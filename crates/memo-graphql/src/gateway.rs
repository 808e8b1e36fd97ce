//! GraphQL-backed gateway implementation.

use std::sync::RwLock;

use async_trait::async_trait;
use tracing::{debug, info, instrument};

use memo_core::error::{AuthError, Error};
use memo_core::{
    AccessToken, BackendUrl, Credentials, Draft, Gateway, ListNotesOutput, Note, NoteId,
    ObjectKey, RefreshToken, Result,
};

use crate::client::GraphqlClient;
use crate::operations::*;

/// A network-backed gateway talking GraphQL plus HTTP object storage.
pub struct GraphqlGateway {
    backend: BackendUrl,
    client: GraphqlClient,
    tokens: RwLock<SessionTokens>,
}

#[derive(Debug)]
struct SessionTokens {
    access: AccessToken,
    refresh: Option<RefreshToken>,
}

impl GraphqlGateway {
    /// Authenticate against the backend and return a ready gateway.
    #[instrument(skip(credentials), fields(backend = %backend, username = credentials.username()))]
    pub async fn sign_in(backend: BackendUrl, credentials: Credentials) -> Result<Self> {
        info!("Signing in");

        let client = GraphqlClient::new(backend.clone());
        let variables = SignInVariables {
            username: credentials.username(),
            password: credentials.password(),
        };

        let data: SignInData = client
            .execute("SignIn", SIGN_IN, &variables, None)
            .await
            .map_err(|err| match err {
                Error::Protocol(p) if p.status == 401 || p.is_auth_error() => {
                    let reason = p
                        .message
                        .unwrap_or_else(|| "sign-in rejected".to_string());
                    AuthError::InvalidCredentials(reason).into()
                }
                other => other,
            })?;

        Ok(Self::build(
            backend,
            client,
            AccessToken::new(data.sign_in.access_token),
            data.sign_in.refresh_token.map(RefreshToken::new),
        ))
    }

    /// Restore a gateway from persisted tokens.
    pub fn from_tokens(
        backend: BackendUrl,
        access: AccessToken,
        refresh: Option<RefreshToken>,
    ) -> Self {
        let client = GraphqlClient::new(backend.clone());
        Self::build(backend, client, access, refresh)
    }

    fn build(
        backend: BackendUrl,
        client: GraphqlClient,
        access: AccessToken,
        refresh: Option<RefreshToken>,
    ) -> Self {
        Self {
            backend,
            client,
            tokens: RwLock::new(SessionTokens { access, refresh }),
        }
    }

    /// Exchange the refresh token for fresh session tokens.
    #[instrument(skip(self), fields(backend = %self.backend))]
    pub async fn refresh_session(&self) -> Result<()> {
        let refresh = self
            .refresh_token()
            .ok_or(AuthError::RefreshTokenInvalid)?;

        let data: RefreshSessionData = self
            .client
            .execute(
                "RefreshSession",
                REFRESH_SESSION,
                &NoVariables {},
                Some(refresh.as_str()),
            )
            .await?;

        {
            let mut tokens = self.tokens.write().unwrap();
            tokens.access = AccessToken::new(data.refresh_session.access_token);
            if let Some(r) = data.refresh_session.refresh_token {
                tokens.refresh = Some(RefreshToken::new(r));
            }
        }

        debug!("Session refreshed");
        Ok(())
    }

    /// Export the current access token for persistence.
    pub fn access_token(&self) -> AccessToken {
        self.tokens.read().unwrap().access.clone()
    }

    /// Export the current refresh token for persistence.
    pub fn refresh_token(&self) -> Option<RefreshToken> {
        self.tokens.read().unwrap().refresh.clone()
    }

    fn token(&self) -> String {
        self.tokens.read().unwrap().access.as_str().to_string()
    }

    /// An auth-classified protocol error means the session is gone.
    fn map_auth(err: Error) -> Error {
        match err {
            Error::Protocol(p) if p.is_auth_error() => AuthError::SessionExpired.into(),
            other => other,
        }
    }
}

#[async_trait]
impl Gateway for GraphqlGateway {
    fn backend(&self) -> &BackendUrl {
        &self.backend
    }

    #[instrument(skip(self), fields(backend = %self.backend))]
    async fn list_notes(&self) -> Result<ListNotesOutput> {
        debug!("Listing notes");

        let token = self.token();
        let variables = ListNotesVariables {
            limit: None,
            next_token: None,
        };

        let data: ListNotesData = self
            .client
            .execute("ListNotes", LIST_NOTES, &variables, Some(&token))
            .await
            .map_err(Self::map_auth)?;

        Ok(ListNotesOutput {
            notes: data.list_notes.items,
            cursor: data.list_notes.next_token,
        })
    }

    #[instrument(skip(self, draft), fields(backend = %self.backend))]
    async fn create_note(&self, draft: &Draft) -> Result<Note> {
        debug!(name = %draft.name, "Creating note");

        let token = self.token();
        let variables = CreateNoteVariables {
            input: CreateNoteInput {
                name: &draft.name,
                description: &draft.description,
                image: draft.image_key.as_ref().map(|k| k.as_str()),
            },
        };

        let data: CreateNoteData = self
            .client
            .execute("CreateNote", CREATE_NOTE, &variables, Some(&token))
            .await
            .map_err(Self::map_auth)?;

        Ok(data.create_note)
    }

    #[instrument(skip(self), fields(backend = %self.backend, %id))]
    async fn delete_note(&self, id: &NoteId) -> Result<()> {
        debug!("Deleting note");

        let token = self.token();
        let variables = DeleteNoteVariables {
            input: DeleteNoteInput { id: id.as_str() },
        };

        let _: DeleteNoteData = self
            .client
            .execute("DeleteNote", DELETE_NOTE, &variables, Some(&token))
            .await
            .map_err(Self::map_auth)?;

        Ok(())
    }

    #[instrument(skip(self, bytes), fields(backend = %self.backend, %key, len = bytes.len()))]
    async fn put_object(&self, key: &ObjectKey, bytes: Vec<u8>) -> Result<()> {
        debug!("Uploading object");

        let token = self.token();
        self.client
            .put_bytes(&self.backend.object_url(key), bytes, &token)
            .await
            .map_err(Self::map_auth)
    }

    #[instrument(skip(self), fields(backend = %self.backend, %key))]
    async fn get_object_url(&self, key: &ObjectKey) -> Result<String> {
        debug!("Resolving object URL");

        let token = self.token();
        let response: ObjectUrlResponse = self
            .client
            .get_json(&self.backend.object_resolve_url(key), &token)
            .await
            .map_err(Self::map_auth)?;

        Ok(response.url)
    }
}

impl std::fmt::Debug for GraphqlGateway {
    fn fmt(&self, f: &mut std::fmt::Formatter<'_>) -> std::fmt::Result {
        f.debug_struct("GraphqlGateway")
            .field("backend", &self.backend)
            .field("tokens", &"[REDACTED]")
            .finish()
    }
}
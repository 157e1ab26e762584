use std::path::PathBuf;

use polars::prelude::*;
use tracing::{debug, error, info};

use crate::errors::Result;
use crate::helper_functions::{cast_columns, normalize_coordinates, read_headerless_tsv};
use crate::models::Dataset;

/// `modkit dmr pair --segment` output.
pub const MODKIT_SEGMENT_COLUMNS: [&str; 16] = [
    "chrom",
    "start",
    "end",
    "state-name",
    "score",
    "N-sites",
    "sample_a_counts",
    "sample_b_counts",
    "sample_a_percents",
    "sample_b_percents",
    "sample_a_fraction_modified",
    "sample_b_fraction_modified",
    "effect_size",
    "cohen_h",
    "cohen_h_low",
    "cohen_h_high",
];

/// Segments called by `modkit dmr pair` for sample 1 vs. sample 2.
pub struct ModkitDmrSegments {
    pub path: PathBuf,
}

impl Dataset for ModkitDmrSegments {
    fn load(&self) -> Result<DataFrame> {
        let df = read_headerless_tsv(&self.path, &MODKIT_SEGMENT_COLUMNS).map_err(|e| {
            error!("Failed to read modkit DMR segments {}: {}", self.path.display(), e);
            e
        })?;
        let df = normalize_coordinates(df, "modkit DMR segments")?;
        let df = cast_columns(
            df,
            &[
                ("state-name", DataType::String),
                ("N-sites", DataType::Int64),
                ("effect_size", DataType::Float64),
            ],
        )?;

        if tracing::enabled!(tracing::Level::DEBUG) {
            let different = df
                .column("state-name")?
                .str()?
                .into_iter()
                .filter(|s| *s == Some("different"))
                .count();
            debug!("{} of {} segments are tagged 'different'", different, df.height());
        }
        info!("Loaded {} modkit DMR segments", df.height());
        Ok(df)
    }
}
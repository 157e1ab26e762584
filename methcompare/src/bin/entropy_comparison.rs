use anyhow::{Context, Result};
use clap::Parser;
use tracing::{error, info};

use methcompare::analysis::entropy_comparison::{run_entropy_comparison, EntropyComparisonConfig};
use methcompare::cli::{init_logging, EntropyComparisonArgs};

fn run(args: &EntropyComparisonArgs) -> Result<()> {
    let config = EntropyComparisonConfig::from(args);
    let written = run_entropy_comparison(&config).with_context(|| {
        format!(
            "entropy comparison of {} and {} failed",
            args.sample_name_1, args.sample_name_2
        )
    })?;
    info!("Wrote {} files with prefix {}", written.len(), args.output_prefix);
    Ok(())
}

fn main() {
    let args = EntropyComparisonArgs::parse();
    init_logging(&args.verbose);

    if let Err(e) = run(&args) {
        error!("{e:#}");
        std::process::exit(1);
    }
}
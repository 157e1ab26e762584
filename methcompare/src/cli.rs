use std::path::PathBuf;

use clap::{Parser, ValueEnum};
use clap_verbosity_flag::{InfoLevel, Verbosity};
use tracing_subscriber::EnvFilter;

use crate::analysis::entropy_comparison::{
    EntropyComparisonConfig, SampleInputs, DEFAULT_READ_COUNT_CUTOFF, DEFAULT_TITLE as ENTROPY_TITLE,
};
use crate::analysis::sample_probs::{SampleProbsConfig, DEFAULT_TITLE as SAMPLE_PROBS_TITLE};
use crate::plots::PlotStyle;

/// Compares methylation entropy between two nanopore samples over genomic
/// windows and DMRs called by modkit and DSS.
#[derive(Parser, Debug)]
#[command(name = "entropy-comparison", version, about, long_about = None)]
pub struct EntropyComparisonArgs {
    /// Name of the first sample, used in plot labels and file names.
    #[arg(long = "sample_name_1")]
    pub sample_name_1: String,

    #[arg(long = "sample_name_2")]
    pub sample_name_2: String,

    /// Bulk `modkit entropy` output for sample 1 (no header).
    #[arg(long = "sample_1_bulk_entropy")]
    pub sample_1_bulk_entropy: PathBuf,

    #[arg(long = "sample_2_bulk_entropy")]
    pub sample_2_bulk_entropy: PathBuf,

    /// `modkit entropy --regions` output over modkit DMR segments, sample 1.
    #[arg(long = "sample_1_modkit_dmr_entropy")]
    pub sample_1_modkit_dmr_entropy: PathBuf,

    #[arg(long = "sample_2_modkit_dmr_entropy")]
    pub sample_2_modkit_dmr_entropy: PathBuf,

    #[arg(long = "sample_1_dss_unsmoothed_dmr_entropy")]
    pub sample_1_dss_unsmoothed_dmr_entropy: PathBuf,

    #[arg(long = "sample_2_dss_unsmoothed_dmr_entropy")]
    pub sample_2_dss_unsmoothed_dmr_entropy: PathBuf,

    #[arg(long = "sample_1_dss_smoothed_dmr_entropy")]
    pub sample_1_dss_smoothed_dmr_entropy: PathBuf,

    #[arg(long = "sample_2_dss_smoothed_dmr_entropy")]
    pub sample_2_dss_smoothed_dmr_entropy: PathBuf,

    /// `modkit dmr pair --segment` output (no header).
    #[arg(long = "modkit_dmr_segments")]
    pub modkit_dmr_segments: PathBuf,

    /// DSS `callDMR` output without smoothing (with header).
    #[arg(long = "dss_unsmoothed_dmrs")]
    pub dss_unsmoothed_dmrs: PathBuf,

    /// DSS `callDMR` output with smoothing (with header).
    #[arg(long = "dss_smoothed_dmrs")]
    pub dss_smoothed_dmrs: PathBuf,

    /// Prefix for every output file, may include a directory.
    #[arg(long = "output_prefix")]
    pub output_prefix: String,

    #[arg(long = "plot_title", default_value = ENTROPY_TITLE)]
    pub plot_title: String,

    /// Upper x bound of the read-count scatterplots.
    #[arg(long = "read_count_cutoff", default_value_t = DEFAULT_READ_COUNT_CUTOFF)]
    pub read_count_cutoff: f64,

    /// Also write the labeled and aligned tables as TSV.
    #[arg(long = "export-tables", default_value_t = false)]
    pub export_tables: bool,

    #[command(flatten)]
    pub verbose: Verbosity<InfoLevel>,
}

impl From<&EntropyComparisonArgs> for EntropyComparisonConfig {
    fn from(args: &EntropyComparisonArgs) -> Self {
        Self {
            sample_1: SampleInputs {
                name: args.sample_name_1.clone(),
                bulk_entropy: args.sample_1_bulk_entropy.clone(),
                modkit_dmr_entropy: args.sample_1_modkit_dmr_entropy.clone(),
                dss_unsmoothed_dmr_entropy: args.sample_1_dss_unsmoothed_dmr_entropy.clone(),
                dss_smoothed_dmr_entropy: args.sample_1_dss_smoothed_dmr_entropy.clone(),
            },
            sample_2: SampleInputs {
                name: args.sample_name_2.clone(),
                bulk_entropy: args.sample_2_bulk_entropy.clone(),
                modkit_dmr_entropy: args.sample_2_modkit_dmr_entropy.clone(),
                dss_unsmoothed_dmr_entropy: args.sample_2_dss_unsmoothed_dmr_entropy.clone(),
                dss_smoothed_dmr_entropy: args.sample_2_dss_smoothed_dmr_entropy.clone(),
            },
            modkit_dmr_segments: args.modkit_dmr_segments.clone(),
            dss_unsmoothed_dmrs: args.dss_unsmoothed_dmrs.clone(),
            dss_smoothed_dmrs: args.dss_smoothed_dmrs.clone(),
            output_prefix: args.output_prefix.clone(),
            plot_title: args.plot_title.clone(),
            read_count_cutoff: args.read_count_cutoff,
            export_tables: args.export_tables,
            style: PlotStyle::default(),
        }
    }
}

#[derive(ValueEnum, Debug, Clone, Copy, PartialEq, Eq)]
pub enum DependentVariable {
    Counts,
    Fractions,
}

/// Plots methylation-likelihood distributions from one or more
/// `modkit sample-probs` runs, one line plot per base/modification.
#[derive(Parser, Debug)]
#[command(name = "sample-probs-comparison", version, about, long_about = None)]
pub struct SampleProbsArgs {
    /// `probabilities.tsv` files written by `modkit sample-probs --hist`.
    #[arg(long = "input", num_args = 1.., required = true)]
    pub input: Vec<PathBuf>,

    /// One name per input, in the same order.
    #[arg(long = "names", num_args = 1..)]
    pub names: Vec<String>,

    #[arg(long = "output_prefix")]
    pub output_prefix: String,

    #[arg(long = "plot_title", default_value = SAMPLE_PROBS_TITLE)]
    pub plot_title: String,

    #[arg(long = "dependent_variable", value_enum, default_value_t = DependentVariable::Counts)]
    pub dependent_variable: DependentVariable,

    /// Lower x bound; defaults to the data.
    #[arg(long = "min_ml")]
    pub min_ml: Option<f64>,

    #[arg(long = "max_ml")]
    pub max_ml: Option<f64>,

    #[command(flatten)]
    pub verbose: Verbosity<InfoLevel>,
}

impl From<&SampleProbsArgs> for SampleProbsConfig {
    fn from(args: &SampleProbsArgs) -> Self {
        Self {
            inputs: args.input.clone(),
            names: args.names.clone(),
            output_prefix: args.output_prefix.clone(),
            plot_title: args.plot_title.clone(),
            dependent_variable: args.dependent_variable,
            min_ml: args.min_ml,
            max_ml: args.max_ml,
            style: PlotStyle::default(),
        }
    }
}

/// `RUST_LOG` wins when set, otherwise the `-v`/`-q` level applies.
pub fn init_logging(verbose: &Verbosity<InfoLevel>) {
    let filter = match std::env::var("RUST_LOG") {
        Ok(_) => EnvFilter::from_default_env(),
        Err(_) => EnvFilter::new(verbose.log_level_filter().to_string().to_lowercase()),
    };
    tracing_subscriber::fmt()
        .with_env_filter(filter)
        .with_writer(std::io::stderr)
        .init();
}

#[cfg(test)]
mod tests {
    use super::*;

    fn entropy_argv() -> Vec<String> {
        let mut argv = vec!["entropy-comparison".to_string()];
        for (flag, value) in [
            ("--sample_name_1", "tumour"),
            ("--sample_name_2", "normal"),
            ("--sample_1_bulk_entropy", "t_bulk.bed"),
            ("--sample_2_bulk_entropy", "n_bulk.bed"),
            ("--sample_1_modkit_dmr_entropy", "t_modkit.bed"),
            ("--sample_2_modkit_dmr_entropy", "n_modkit.bed"),
            ("--sample_1_dss_unsmoothed_dmr_entropy", "t_dss_u.bed"),
            ("--sample_2_dss_unsmoothed_dmr_entropy", "n_dss_u.bed"),
            ("--sample_1_dss_smoothed_dmr_entropy", "t_dss_s.bed"),
            ("--sample_2_dss_smoothed_dmr_entropy", "n_dss_s.bed"),
            ("--modkit_dmr_segments", "segments.bed"),
            ("--dss_unsmoothed_dmrs", "dss_u.tsv"),
            ("--dss_smoothed_dmrs", "dss_s.tsv"),
            ("--output_prefix", "out/run"),
        ] {
            argv.push(flag.to_string());
            argv.push(value.to_string());
        }
        argv
    }

    #[test]
    fn entropy_args_apply_defaults() {
        let args = EntropyComparisonArgs::try_parse_from(entropy_argv()).unwrap();
        assert_eq!(args.plot_title, ENTROPY_TITLE);
        assert_eq!(args.read_count_cutoff, 500.0);
        assert!(!args.export_tables);

        let config = EntropyComparisonConfig::from(&args);
        assert_eq!(config.sample_2.name, "normal");
        assert_eq!(config.sample_1.dss_smoothed_dmr_entropy, PathBuf::from("t_dss_s.bed"));
    }

    #[test]
    fn entropy_args_require_every_input() {
        let mut argv = entropy_argv();
        argv.truncate(argv.len() - 2);
        assert!(EntropyComparisonArgs::try_parse_from(argv).is_err());
    }

    #[test]
    fn sample_probs_args_parse_lists_and_variable() {
        let args = SampleProbsArgs::try_parse_from([
            "sample-probs-comparison",
            "--input",
            "a.tsv",
            "b.tsv",
            "--names",
            "dorado",
            "guppy",
            "--output_prefix",
            "out/ml",
            "--dependent_variable",
            "fractions",
            "--max_ml",
            "0.9",
        ])
        .unwrap();
        assert_eq!(args.input.len(), 2);
        assert_eq!(args.names, vec!["dorado", "guppy"]);
        assert_eq!(args.dependent_variable, DependentVariable::Fractions);
        assert_eq!(args.min_ml, None);
        assert_eq!(args.max_ml, Some(0.9));
        assert_eq!(args.plot_title, SAMPLE_PROBS_TITLE);
    }

    #[test]
    fn sample_probs_requires_an_input() {
        assert!(SampleProbsArgs::try_parse_from(["sample-probs-comparison", "--output_prefix", "x"]).is_err());
    }
}
pub mod entropy_comparison;
pub mod plot_data;
pub mod sample_probs;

Exercise details:
Bring together all lines of the entries above in which the string "Dataset" occurs.

Solution to this task:
use crate::models::Dataset;
impl Dataset for ModkitDmrSegments {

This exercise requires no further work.